[What the exercise asks] Your answer should consist of each line from the data below that contains "Normalize".
Records shown START
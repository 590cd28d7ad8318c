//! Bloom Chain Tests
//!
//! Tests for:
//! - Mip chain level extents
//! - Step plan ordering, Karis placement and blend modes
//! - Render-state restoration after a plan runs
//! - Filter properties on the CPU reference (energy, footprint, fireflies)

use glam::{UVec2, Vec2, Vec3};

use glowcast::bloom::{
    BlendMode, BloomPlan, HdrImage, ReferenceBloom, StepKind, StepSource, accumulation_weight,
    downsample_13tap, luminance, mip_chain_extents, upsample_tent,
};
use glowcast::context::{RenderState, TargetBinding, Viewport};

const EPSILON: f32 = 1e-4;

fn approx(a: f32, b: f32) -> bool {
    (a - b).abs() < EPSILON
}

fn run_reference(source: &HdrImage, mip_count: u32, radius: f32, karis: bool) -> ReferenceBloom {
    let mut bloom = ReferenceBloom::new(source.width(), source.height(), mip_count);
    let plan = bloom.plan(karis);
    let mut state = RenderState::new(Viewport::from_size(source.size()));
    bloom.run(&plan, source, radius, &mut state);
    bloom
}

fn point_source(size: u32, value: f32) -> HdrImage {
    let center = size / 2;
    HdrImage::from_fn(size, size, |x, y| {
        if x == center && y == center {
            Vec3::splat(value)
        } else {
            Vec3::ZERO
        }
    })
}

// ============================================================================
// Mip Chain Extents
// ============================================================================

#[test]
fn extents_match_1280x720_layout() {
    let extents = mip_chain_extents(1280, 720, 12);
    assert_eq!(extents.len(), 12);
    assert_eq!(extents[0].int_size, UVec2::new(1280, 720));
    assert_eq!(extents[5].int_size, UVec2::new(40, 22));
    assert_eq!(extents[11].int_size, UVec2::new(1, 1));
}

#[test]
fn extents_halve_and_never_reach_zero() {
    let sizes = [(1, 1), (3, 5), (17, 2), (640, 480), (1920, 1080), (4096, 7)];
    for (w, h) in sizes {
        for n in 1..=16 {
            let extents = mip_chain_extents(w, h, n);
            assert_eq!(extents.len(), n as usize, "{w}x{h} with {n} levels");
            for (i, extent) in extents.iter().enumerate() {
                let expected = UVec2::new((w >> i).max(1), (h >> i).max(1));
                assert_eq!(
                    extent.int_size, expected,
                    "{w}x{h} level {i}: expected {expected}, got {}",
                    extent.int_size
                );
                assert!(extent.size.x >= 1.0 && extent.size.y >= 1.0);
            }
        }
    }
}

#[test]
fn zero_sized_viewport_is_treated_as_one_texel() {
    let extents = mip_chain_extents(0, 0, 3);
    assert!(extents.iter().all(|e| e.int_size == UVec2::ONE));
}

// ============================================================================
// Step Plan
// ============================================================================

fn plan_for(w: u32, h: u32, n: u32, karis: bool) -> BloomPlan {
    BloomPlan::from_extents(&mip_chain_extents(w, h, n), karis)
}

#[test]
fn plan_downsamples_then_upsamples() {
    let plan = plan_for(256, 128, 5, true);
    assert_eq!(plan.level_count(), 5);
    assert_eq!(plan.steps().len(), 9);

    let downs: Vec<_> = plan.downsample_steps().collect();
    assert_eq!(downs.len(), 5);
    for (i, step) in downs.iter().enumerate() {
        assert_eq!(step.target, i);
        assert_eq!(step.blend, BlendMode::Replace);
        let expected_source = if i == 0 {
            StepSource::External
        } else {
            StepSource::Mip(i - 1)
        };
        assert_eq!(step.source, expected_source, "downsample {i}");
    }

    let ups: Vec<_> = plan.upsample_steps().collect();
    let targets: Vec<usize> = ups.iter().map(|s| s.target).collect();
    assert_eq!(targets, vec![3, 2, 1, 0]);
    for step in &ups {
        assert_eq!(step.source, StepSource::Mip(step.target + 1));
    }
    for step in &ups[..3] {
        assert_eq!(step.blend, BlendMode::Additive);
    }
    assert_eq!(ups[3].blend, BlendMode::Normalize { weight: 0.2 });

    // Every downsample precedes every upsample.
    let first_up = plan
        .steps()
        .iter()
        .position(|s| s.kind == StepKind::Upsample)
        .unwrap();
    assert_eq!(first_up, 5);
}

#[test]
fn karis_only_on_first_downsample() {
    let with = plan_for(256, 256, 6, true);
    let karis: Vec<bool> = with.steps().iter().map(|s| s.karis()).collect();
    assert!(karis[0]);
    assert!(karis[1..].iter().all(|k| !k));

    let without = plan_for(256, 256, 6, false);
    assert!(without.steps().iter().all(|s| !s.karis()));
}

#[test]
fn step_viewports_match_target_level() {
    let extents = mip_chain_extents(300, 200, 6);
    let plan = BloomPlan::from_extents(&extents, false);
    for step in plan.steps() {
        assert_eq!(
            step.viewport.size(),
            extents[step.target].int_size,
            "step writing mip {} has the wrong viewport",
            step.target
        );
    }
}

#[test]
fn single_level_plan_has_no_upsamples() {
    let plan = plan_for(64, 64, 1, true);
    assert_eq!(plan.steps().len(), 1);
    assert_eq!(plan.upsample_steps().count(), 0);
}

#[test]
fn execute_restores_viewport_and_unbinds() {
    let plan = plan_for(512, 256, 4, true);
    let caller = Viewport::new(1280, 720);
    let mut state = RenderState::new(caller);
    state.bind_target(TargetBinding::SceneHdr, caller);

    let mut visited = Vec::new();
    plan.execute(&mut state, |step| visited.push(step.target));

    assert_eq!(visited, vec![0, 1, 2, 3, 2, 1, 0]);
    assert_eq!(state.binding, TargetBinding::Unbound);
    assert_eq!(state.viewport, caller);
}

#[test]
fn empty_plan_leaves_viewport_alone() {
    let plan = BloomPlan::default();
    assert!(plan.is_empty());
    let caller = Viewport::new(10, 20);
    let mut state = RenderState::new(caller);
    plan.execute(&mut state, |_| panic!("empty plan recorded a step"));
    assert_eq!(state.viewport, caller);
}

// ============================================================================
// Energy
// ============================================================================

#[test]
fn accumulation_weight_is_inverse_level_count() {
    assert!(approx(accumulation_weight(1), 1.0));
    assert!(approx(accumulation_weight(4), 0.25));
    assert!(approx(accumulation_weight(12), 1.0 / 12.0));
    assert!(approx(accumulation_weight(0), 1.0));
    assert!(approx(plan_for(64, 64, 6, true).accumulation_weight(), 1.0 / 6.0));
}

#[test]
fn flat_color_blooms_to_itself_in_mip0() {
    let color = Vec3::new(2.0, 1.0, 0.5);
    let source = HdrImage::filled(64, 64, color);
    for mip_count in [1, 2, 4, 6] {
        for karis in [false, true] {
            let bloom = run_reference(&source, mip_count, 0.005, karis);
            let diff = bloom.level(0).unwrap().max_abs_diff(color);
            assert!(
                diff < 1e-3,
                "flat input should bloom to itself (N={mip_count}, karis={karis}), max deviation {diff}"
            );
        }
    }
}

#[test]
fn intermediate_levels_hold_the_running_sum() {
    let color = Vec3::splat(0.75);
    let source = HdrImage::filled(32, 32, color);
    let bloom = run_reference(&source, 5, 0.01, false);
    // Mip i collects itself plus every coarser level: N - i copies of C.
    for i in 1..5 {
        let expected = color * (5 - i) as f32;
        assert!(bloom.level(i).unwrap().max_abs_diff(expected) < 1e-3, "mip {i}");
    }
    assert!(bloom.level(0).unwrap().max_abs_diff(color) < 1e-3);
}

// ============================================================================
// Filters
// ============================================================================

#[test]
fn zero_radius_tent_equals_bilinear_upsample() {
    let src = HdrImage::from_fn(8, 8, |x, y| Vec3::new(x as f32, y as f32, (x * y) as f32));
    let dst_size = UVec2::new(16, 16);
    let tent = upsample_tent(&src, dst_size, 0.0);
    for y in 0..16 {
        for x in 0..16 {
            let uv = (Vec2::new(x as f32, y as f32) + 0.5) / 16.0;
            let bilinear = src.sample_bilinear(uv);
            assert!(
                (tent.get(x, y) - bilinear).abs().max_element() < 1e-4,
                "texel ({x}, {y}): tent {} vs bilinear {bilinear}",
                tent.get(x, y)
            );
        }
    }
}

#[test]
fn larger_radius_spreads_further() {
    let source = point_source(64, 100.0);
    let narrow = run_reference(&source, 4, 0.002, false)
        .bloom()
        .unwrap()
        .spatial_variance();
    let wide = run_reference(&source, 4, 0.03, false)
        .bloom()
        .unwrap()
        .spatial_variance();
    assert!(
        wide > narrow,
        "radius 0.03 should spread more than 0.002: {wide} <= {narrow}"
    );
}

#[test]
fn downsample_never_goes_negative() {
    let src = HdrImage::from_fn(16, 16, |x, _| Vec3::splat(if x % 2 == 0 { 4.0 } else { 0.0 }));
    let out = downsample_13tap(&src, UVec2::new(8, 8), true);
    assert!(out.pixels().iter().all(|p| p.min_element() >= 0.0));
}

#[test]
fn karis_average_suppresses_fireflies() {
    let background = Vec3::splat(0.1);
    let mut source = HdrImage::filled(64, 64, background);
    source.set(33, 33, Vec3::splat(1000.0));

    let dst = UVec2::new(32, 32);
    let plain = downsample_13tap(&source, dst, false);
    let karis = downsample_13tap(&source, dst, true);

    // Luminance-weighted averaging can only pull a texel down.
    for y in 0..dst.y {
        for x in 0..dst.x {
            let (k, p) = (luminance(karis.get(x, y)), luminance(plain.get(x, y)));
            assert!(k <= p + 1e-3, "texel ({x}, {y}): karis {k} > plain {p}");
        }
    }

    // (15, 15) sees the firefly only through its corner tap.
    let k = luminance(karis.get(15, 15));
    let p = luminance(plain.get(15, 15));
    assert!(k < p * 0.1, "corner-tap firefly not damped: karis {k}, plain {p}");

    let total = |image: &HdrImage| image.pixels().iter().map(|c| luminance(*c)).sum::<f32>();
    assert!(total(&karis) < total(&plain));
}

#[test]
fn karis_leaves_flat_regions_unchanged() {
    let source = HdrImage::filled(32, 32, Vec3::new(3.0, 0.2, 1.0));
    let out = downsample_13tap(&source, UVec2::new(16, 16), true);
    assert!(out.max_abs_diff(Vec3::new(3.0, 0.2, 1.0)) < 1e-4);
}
Records shown END
Records shown START
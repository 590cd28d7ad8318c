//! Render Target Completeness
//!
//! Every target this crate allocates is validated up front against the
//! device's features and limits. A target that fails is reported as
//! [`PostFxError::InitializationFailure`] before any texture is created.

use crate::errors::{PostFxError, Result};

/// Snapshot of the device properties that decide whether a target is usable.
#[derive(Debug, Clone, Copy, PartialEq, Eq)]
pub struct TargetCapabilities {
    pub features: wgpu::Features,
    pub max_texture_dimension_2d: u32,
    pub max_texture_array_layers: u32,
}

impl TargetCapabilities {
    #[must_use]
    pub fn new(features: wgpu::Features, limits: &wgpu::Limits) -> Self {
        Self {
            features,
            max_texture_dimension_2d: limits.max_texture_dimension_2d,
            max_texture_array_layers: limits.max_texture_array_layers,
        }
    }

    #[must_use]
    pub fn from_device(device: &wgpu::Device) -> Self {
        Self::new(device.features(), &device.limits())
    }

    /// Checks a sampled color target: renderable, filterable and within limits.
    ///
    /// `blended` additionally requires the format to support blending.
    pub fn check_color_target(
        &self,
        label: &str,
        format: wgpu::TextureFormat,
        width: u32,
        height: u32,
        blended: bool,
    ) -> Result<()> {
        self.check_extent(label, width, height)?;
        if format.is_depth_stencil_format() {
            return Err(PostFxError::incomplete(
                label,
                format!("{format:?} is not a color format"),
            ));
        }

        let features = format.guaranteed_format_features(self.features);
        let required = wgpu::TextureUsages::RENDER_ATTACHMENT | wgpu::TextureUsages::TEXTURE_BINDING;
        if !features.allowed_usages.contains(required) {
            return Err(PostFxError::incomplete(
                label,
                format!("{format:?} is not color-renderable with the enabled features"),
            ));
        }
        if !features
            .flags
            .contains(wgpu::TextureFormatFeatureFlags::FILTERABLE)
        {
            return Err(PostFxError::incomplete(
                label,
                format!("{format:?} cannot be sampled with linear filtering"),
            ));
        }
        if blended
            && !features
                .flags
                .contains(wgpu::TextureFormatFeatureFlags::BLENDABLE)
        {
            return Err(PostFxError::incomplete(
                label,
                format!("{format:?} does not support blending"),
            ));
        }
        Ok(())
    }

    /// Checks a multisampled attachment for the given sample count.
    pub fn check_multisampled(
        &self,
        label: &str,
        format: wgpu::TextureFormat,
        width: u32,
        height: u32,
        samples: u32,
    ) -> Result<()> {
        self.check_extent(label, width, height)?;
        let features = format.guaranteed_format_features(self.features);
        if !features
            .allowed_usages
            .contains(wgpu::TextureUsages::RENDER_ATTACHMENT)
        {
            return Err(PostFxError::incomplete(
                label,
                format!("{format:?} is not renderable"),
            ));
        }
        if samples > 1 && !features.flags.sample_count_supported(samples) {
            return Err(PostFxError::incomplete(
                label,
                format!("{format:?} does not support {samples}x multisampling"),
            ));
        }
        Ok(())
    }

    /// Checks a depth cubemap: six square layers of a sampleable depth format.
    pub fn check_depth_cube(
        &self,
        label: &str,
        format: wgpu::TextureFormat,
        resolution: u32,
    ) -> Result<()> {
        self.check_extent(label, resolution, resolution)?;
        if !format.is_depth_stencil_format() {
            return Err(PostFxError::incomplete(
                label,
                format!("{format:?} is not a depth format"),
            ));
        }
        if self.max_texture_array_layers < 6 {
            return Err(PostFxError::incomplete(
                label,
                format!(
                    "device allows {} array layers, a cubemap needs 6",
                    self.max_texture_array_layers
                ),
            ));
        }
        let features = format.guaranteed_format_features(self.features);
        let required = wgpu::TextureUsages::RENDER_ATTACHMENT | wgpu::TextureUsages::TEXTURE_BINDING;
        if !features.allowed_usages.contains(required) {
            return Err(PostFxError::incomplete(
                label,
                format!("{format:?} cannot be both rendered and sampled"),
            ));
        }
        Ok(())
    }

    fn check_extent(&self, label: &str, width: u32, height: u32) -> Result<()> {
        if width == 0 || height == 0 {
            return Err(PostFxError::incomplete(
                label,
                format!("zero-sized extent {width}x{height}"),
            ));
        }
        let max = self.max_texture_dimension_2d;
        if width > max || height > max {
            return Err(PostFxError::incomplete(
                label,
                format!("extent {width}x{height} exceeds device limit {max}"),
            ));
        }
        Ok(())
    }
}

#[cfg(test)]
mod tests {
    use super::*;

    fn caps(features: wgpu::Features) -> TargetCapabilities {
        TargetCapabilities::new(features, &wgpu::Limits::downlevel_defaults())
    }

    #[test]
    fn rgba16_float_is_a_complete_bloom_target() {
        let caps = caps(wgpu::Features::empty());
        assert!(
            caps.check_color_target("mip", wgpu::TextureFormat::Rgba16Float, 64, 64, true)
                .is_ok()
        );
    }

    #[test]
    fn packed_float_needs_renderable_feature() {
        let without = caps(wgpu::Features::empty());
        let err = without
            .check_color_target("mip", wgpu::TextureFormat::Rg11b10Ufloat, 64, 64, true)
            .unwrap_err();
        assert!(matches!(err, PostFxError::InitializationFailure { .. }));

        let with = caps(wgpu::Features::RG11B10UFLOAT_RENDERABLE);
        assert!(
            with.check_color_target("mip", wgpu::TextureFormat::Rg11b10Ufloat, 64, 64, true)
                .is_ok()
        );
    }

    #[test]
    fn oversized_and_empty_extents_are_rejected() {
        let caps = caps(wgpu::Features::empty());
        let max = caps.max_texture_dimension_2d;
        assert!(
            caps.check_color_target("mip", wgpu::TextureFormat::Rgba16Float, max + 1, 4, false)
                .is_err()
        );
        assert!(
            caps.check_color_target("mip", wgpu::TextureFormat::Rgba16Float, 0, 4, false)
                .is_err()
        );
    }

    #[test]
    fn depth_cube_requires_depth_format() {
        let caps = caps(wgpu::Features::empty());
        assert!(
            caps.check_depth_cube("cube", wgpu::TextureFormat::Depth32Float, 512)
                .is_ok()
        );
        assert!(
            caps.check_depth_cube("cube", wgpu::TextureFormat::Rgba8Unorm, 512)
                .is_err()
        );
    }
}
Records shown END
Records shown START
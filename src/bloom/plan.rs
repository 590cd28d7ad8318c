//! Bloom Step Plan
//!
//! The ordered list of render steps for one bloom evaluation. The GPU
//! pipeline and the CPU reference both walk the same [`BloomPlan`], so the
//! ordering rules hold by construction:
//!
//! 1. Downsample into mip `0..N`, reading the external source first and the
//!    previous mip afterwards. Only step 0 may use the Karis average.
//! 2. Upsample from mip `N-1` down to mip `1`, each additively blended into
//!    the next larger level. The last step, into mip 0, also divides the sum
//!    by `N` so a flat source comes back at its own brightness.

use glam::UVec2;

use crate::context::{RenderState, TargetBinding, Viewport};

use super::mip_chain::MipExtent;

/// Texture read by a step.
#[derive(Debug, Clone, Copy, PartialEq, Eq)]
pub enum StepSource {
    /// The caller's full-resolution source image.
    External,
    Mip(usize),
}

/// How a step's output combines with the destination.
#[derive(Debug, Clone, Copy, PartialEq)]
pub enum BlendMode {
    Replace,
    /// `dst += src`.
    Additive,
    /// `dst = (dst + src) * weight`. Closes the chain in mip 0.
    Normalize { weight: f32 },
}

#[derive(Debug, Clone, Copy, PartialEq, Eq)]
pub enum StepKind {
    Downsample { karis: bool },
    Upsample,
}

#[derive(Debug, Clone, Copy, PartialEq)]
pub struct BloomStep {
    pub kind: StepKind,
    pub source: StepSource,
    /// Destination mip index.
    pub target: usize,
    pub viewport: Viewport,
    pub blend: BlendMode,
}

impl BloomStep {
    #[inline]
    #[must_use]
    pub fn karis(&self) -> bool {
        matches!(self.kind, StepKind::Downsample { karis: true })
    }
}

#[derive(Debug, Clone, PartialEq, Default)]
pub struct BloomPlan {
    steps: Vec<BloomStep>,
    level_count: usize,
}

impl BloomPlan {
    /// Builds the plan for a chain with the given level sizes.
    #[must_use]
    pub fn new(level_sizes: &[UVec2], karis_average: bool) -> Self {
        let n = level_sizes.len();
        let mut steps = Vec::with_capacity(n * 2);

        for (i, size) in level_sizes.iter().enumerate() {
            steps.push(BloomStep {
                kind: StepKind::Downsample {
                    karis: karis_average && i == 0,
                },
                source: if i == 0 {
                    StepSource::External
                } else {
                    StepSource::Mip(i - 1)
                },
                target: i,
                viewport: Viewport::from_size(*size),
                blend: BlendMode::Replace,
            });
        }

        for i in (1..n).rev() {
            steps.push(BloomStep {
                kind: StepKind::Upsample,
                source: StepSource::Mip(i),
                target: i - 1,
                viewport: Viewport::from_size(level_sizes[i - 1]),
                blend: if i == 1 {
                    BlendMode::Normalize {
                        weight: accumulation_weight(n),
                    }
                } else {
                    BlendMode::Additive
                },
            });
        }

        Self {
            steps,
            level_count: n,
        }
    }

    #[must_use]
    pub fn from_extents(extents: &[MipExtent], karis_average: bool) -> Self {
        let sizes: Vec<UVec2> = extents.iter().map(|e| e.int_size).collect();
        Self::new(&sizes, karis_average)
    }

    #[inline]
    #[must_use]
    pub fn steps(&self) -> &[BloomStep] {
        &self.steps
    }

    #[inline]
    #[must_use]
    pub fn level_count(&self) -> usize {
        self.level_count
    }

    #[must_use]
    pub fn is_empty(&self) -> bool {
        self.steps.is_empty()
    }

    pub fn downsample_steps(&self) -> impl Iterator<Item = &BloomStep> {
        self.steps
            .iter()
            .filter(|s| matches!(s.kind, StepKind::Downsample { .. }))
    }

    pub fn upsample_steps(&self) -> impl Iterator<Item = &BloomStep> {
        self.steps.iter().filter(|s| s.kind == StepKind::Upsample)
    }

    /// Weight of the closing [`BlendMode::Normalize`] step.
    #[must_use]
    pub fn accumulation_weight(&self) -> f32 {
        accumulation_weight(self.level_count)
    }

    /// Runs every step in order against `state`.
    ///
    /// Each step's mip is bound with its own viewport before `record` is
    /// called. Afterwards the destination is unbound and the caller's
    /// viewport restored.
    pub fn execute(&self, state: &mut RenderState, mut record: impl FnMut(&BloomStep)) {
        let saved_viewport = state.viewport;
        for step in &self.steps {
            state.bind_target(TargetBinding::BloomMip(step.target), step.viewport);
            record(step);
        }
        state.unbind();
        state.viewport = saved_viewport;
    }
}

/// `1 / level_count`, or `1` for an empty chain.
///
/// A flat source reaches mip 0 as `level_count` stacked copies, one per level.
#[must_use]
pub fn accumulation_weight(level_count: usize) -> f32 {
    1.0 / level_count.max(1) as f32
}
Records shown END
[Solution]
    assert_eq!(ups[3].blend, BlendMode::Normalize { weight: 0.2 });
    Normalize { weight: f32 },
                    BlendMode::Normalize {
    /// Weight of the closing [`BlendMode::Normalize`] step.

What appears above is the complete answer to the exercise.